Solved: Re: Port Forwarding Translating 587 to Smtp 25 ?

Mesut Canbolat · ‎01-18-2011

Hello Dear Experts

1- Due to Isp -spam prevent policy our outlook clients can only send their emails
via tcp port 587 as smtp port
2- Our mailserver does not support (Mailsite) listening on port 587 only listens at regular smtp port 25.

we are using a little port forward program to forward all 587 requests to our mail server's 25 port ..

*** Some times this little port forward program crashes due to high email-traffic

Here we have :
------------------------------------------------------------------------------------------------------------
Asa 5505 version : 7.2(4)
Asdm Version : 5.2(4)

access-list outside_access_in extended permit tcp any host 92.92.92.18 eq smtp
access-list outside_access_in extended permit tcp any host 92.92.92.18 eq pop3
access-list outside_access_in extended permit tcp any host 92.92.92.18 eq 587

static (inside,outside) 92.92.92.18 192.168.25.75 netmask 255.255.255.255
access-group outside_access_in in interface outside

------------------------------------------------------------------------------------------------------------
How can we translate all 587 requests from outside outlook clients
to our 192.168.25.75 mail server as smtp-25 requests ..

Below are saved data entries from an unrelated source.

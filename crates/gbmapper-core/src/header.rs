use crate::error::LoadError;

/// Size of the cartridge header area that the loader inspects.
pub const HEADER_SIZE: usize = 0x150;

const TITLE_START: usize = 0x0134;
const CGB_FLAG: usize = 0x0143;
const CART_TYPE: usize = 0x0147;
const RAM_SIZE: usize = 0x0149;

/// Memory bank controller family driving the cartridge.
#[derive(Debug, Clone, Copy, PartialEq, Eq)]
pub enum CartridgeKind {
    Plain,
    Mbc1,
    Mbc2,
    Mbc3,
    Mbc5,
}

impl CartridgeKind {
    /// Classify the cartridge type byte at 0x0147.
    pub fn from_header_byte(code: u8) -> Result<Self, LoadError> {
        match code {
            0x00 | 0x08 | 0x09 => Ok(Self::Plain),
            0x01..=0x03 => Ok(Self::Mbc1),
            0x05 | 0x06 => Ok(Self::Mbc2),
            0x0F..=0x13 => Ok(Self::Mbc3),
            0x19..=0x1E => Ok(Self::Mbc5),
            0x0B..=0x0D => Err(unsupported(code, "MMM01")),
            0x15..=0x17 => Err(unsupported(code, "MBC4")),
            0xFC => Err(unsupported(code, "Pocket Camera")),
            0xFD => Err(unsupported(code, "Bandai TAMA5")),
            0xFE => Err(unsupported(code, "HuC3")),
            0xFF => Err(unsupported(code, "HuC1")),
            _ => Err(LoadError::UnknownMapper(code)),
        }
    }

    pub fn name(self) -> &'static str {
        match self {
            Self::Plain => "ROM only",
            Self::Mbc1 => "MBC1",
            Self::Mbc2 => "MBC2",
            Self::Mbc3 => "MBC3",
            Self::Mbc5 => "MBC5",
        }
    }

    /// MBC1 and MBC5 cannot map bank 0 into the switchable window.
    pub(crate) fn adjusted_rom_bank(self, bank: usize) -> usize {
        match self {
            Self::Mbc1 if bank & 0x1F == 0 => bank + 1,
            Self::Mbc5 if bank == 0 => 1,
            _ => bank,
        }
    }
}

fn unsupported(code: u8, name: &'static str) -> LoadError {
    LoadError::UnsupportedMapper { code, name }
}

/// Read-only view over the first 0x150 bytes of a ROM image.
pub struct Header<'a> {
    data: &'a [u8],
}

impl<'a> Header<'a> {
    pub fn parse(data: &'a [u8]) -> Self {
        Self { data }
    }

    fn byte(&self, offset: usize) -> u8 {
        self.data.get(offset).copied().unwrap_or(0)
    }

    pub fn title(&self) -> String {
        let start = TITLE_START.min(self.data.len());
        let end = CGB_FLAG.min(self.data.len());
        let mut slice = &self.data[start..end];
        if let Some(pos) = slice.iter().position(|&b| b == 0) {
            slice = &slice[..pos];
        }
        String::from_utf8_lossy(slice).trim().to_string()
    }

    pub fn cart_type(&self) -> u8 {
        self.byte(CART_TYPE)
    }

    pub fn kind(&self) -> Result<CartridgeKind, LoadError> {
        CartridgeKind::from_header_byte(self.cart_type())
    }

    pub fn cgb_supported(&self) -> bool {
        self.byte(CGB_FLAG) & 0x80 != 0
    }

    /// Number of 8 KiB RAM banks declared by the header.
    ///
    /// MBC2 always carries its internal RAM. Undocumented size codes are
    /// treated as the largest defined size.
    pub fn ram_banks(&self) -> usize {
        match self.byte(RAM_SIZE) {
            0x00 => usize::from(matches!(self.kind(), Ok(CartridgeKind::Mbc2))),
            0x01 | 0x02 => 1,
            0x03 => 4,
            _ => 16,
        }
    }

    pub fn has_battery(&self) -> bool {
        has_battery(self.cart_type())
    }

    pub fn has_rtc(&self) -> bool {
        has_rtc(self.cart_type())
    }

    pub fn description(&self) -> &'static str {
        match self.cart_type() {
            0x00 => "Plain ROM",
            0x01 => "MBC1 ROM",
            0x02 => "MBC1 ROM+RAM",
            0x03 => "MBC1 ROM+RAM+BATTERY",
            0x05 => "MBC2 ROM",
            0x06 => "MBC2 ROM+BATTERY",
            0x08 => "Plain ROM+RAM",
            0x09 => "Plain ROM+RAM+BATTERY",
            0x0F => "MBC3 ROM+TIMER+BATTERY",
            0x10 => "MBC3 ROM+TIMER+RAM+BATTERY",
            0x11 => "MBC3 ROM",
            0x12 => "MBC3 ROM+RAM",
            0x13 => "MBC3 ROM+RAM+BATTERY",
            0x19 => "MBC5 ROM",
            0x1A => "MBC5 ROM+RAM",
            0x1B => "MBC5 ROM+RAM+BATTERY",
            0x1C => "MBC5+RUMBLE ROM",
            0x1D => "MBC5+RUMBLE+RAM ROM",
            0x1E => "MBC5+RUMBLE+RAM+BATTERY ROM",
            _ => "unsupported ROM",
        }
    }
}

pub(crate) fn has_battery(cart_type: u8) -> bool {
    matches!(
        cart_type,
        0x03 | 0x06 | 0x09 | 0x0F | 0x10 | 0x13 | 0x1B | 0x1E | 0xFF
    )
}

pub(crate) fn has_rtc(cart_type: u8) -> bool {
    matches!(cart_type, 0x0F | 0x10)
}

pub(crate) fn has_rumble(cart_type: u8) -> bool {
    matches!(cart_type, 0x1C..=0x1E)
}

Many Thanks in advance for your suuport and kind eforts

Panos Kampanakis · ‎01-18-2011

Probably that is your best bet.

Please mark this as answered if it is, for other users'' future benefit.

Rgs,

PK

View solution in original post

Jennifer Halim · ‎01-18-2011

Change the following static 1:1 translation from:

static (inside,outside) 92.92.92.18 192.168.25.75 netmask 255.255.255.255

To:

static (inside,outside) tcp 92.92.92.18 587 192.168.25.75 25 netmask 255.255.255.255

If IP address of 92.92.92.18 is also listening on different ports, then you can configure port forward for the other ports as well.

"clear xlate" after the above changes.

Mesut Canbolat · ‎01-18-2011

Hello Dear Halim

First of all many thanks for your very *prompt answer + support ...

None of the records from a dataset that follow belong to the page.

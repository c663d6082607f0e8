use std::path::PathBuf;
use std::process::ExitCode;

use clap::Parser;
use gbmapper::{config, persist, report, script::BusWrite};
use gbmapper_core::Cartridge;
use log::info;

#[derive(Parser)]
#[command(version, about = "Load a Game Boy ROM and inspect its bank mapping")]
struct Args {
    /// Path to ROM file
    rom: PathBuf,

    /// Force DMG mode
    #[arg(long)]
    dmg: bool,

    /// Emulate the MBC1 64-bank multicart wiring when the header fits
    #[arg(long)]
    multicart: bool,

    /// Game Genie codes, separated by `;`
    #[arg(long)]
    cheats: Option<String>,

    /// Bus write to replay after loading, as ADDR=DATA in hex (repeatable)
    #[arg(long = "write", value_name = "ADDR=DATA")]
    writes: Vec<BusWrite>,

    /// Write the (cheat-patched) ROM image to this path
    #[arg(long)]
    patched_out: Option<PathBuf>,

    /// Write battery RAM and RTC data back next to the ROM
    #[arg(long)]
    persist: bool,

    /// Path to config file
    #[arg(long)]
    config: Option<PathBuf>,
}

fn main() -> ExitCode {
    env_logger::init();
    let args = Args::parse();

    let cfg_path = args.config.clone().unwrap_or_else(config::default_config_path);
    let cfg = config::load_from_file(&cfg_path);
    let force_dmg = args.dmg || cfg.force_dmg;
    let multicart = args.multicart || cfg.multicart_compat;
    let cheats = args.cheats.clone().or(cfg.cheats);

    let mut cart = Cartridge::new();
    let file = match std::fs::File::open(&args.rom) {
        Ok(f) => f,
        Err(e) => {
            eprintln!("Failed to open {}: {e}", args.rom.display());
            return ExitCode::FAILURE;
        }
    };
    if let Err(e) = cart.load_rom_from(file, force_dmg, multicart) {
        eprintln!("Failed to load {}: {e}", args.rom.display());
        return ExitCode::FAILURE;
    }

    if let Err(e) = persist::load_save(&mut cart, &args.rom) {
        eprintln!("Failed to read save data: {e}");
        return ExitCode::FAILURE;
    }
    if let Err(e) = persist::load_rtc(&mut cart, &args.rom) {
        eprintln!("Failed to read RTC data: {e}");
        return ExitCode::FAILURE;
    }

    if let Some(codes) = cheats.as_deref() {
        cart.set_cheat_codes(codes);
        info!("{} ROM byte(s) patched by cheats", cart.cheat_patch_count());
    }

    for w in &args.writes {
        info!("write {w}");
        cart.write(w.addr, w.data);
    }

    print!("{}", report::summary(&cart));

    if let Some(path) = &args.patched_out {
        if let Err(e) = std::fs::write(path, cart.banks().rom()) {
            eprintln!("Failed to write {}: {e}", path.display());
            return ExitCode::FAILURE;
        }
        info!("Patched ROM written to {}", path.display());
    }

    if args.persist
        && let Err(e) = persist::store(&cart, &args.rom)
    {
        eprintln!("Failed to write save data: {e}");
        return ExitCode::FAILURE;
    }

    ExitCode::SUCCESS
}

Please let me make sure before I go ahead and apply :

----------------------------------Current Running Config ----------------------------------------

access-list outside_access_in extended permit tcp any host 92.92.92.18 eq smtp
access-list outside_access_in extended permit tcp any host 92.92.92.18 eq pop3
access-list outside_access_in extended permit tcp any host 92.92.92.18 eq 587

access-list outside_access_in extended permit tcp any host 92.92.92.18 eq www

static (inside,outside) 92.92.92.18 192.168.25.75 netmask 255.255.255.255
access-group outside_access_in in interface outside

------------------------------------------------------------------------------------------------------

Since this mail server services as also smtp 25 for email-relays-recieves for outside mail servers +

web server + pop3 and 587 server outlook clients :

(If IP address of 92.92.92.18 is also listening on different ports,

then you can configure port forward for the other ports as well)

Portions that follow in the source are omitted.